(Stored items)

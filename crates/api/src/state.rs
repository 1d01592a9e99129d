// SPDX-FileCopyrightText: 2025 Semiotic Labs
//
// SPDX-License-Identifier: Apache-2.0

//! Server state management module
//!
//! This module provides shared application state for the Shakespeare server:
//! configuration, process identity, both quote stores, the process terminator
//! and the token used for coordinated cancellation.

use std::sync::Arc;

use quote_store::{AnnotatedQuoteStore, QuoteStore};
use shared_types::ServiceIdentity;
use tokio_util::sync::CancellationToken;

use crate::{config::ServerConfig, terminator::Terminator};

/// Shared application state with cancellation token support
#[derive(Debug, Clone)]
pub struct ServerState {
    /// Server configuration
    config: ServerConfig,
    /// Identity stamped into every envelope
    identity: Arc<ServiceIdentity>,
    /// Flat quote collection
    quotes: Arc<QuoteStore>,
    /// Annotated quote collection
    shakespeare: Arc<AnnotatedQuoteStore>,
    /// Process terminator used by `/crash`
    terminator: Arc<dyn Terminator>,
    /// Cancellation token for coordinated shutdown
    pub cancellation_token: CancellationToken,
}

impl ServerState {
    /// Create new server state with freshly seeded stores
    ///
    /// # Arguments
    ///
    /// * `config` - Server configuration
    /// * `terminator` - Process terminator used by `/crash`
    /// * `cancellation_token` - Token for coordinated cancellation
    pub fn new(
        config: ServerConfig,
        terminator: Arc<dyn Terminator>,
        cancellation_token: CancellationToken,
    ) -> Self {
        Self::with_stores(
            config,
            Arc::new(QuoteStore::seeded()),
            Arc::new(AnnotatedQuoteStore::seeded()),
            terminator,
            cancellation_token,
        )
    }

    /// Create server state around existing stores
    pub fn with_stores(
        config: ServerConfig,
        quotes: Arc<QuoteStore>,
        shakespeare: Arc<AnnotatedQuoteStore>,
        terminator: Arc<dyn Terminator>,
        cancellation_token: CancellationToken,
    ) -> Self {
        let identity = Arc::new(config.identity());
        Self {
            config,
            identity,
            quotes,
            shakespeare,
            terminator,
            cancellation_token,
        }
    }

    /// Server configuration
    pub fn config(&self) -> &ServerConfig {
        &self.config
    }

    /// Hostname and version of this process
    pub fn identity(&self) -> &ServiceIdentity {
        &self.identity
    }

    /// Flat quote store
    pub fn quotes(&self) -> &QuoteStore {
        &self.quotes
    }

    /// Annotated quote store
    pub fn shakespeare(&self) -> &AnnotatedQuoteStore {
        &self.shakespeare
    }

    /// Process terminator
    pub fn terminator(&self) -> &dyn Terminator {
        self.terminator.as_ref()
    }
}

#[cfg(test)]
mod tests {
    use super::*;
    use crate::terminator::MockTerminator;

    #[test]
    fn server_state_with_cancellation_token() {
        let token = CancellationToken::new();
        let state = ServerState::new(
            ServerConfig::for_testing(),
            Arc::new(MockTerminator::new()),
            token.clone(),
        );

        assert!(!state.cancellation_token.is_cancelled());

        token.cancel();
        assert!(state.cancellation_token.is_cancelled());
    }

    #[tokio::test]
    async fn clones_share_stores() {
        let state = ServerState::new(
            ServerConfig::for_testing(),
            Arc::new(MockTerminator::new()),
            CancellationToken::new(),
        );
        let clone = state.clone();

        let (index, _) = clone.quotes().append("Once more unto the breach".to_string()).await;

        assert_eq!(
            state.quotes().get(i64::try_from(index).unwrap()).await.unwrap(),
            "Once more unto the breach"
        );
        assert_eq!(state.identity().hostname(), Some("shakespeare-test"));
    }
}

> _Task goal_: Scan the data for the word "application" and copy every line where it shows up.

> _Answer section_:
//! This module provides shared application state for the Shakespeare server:
/// Shared application state with cancellation token support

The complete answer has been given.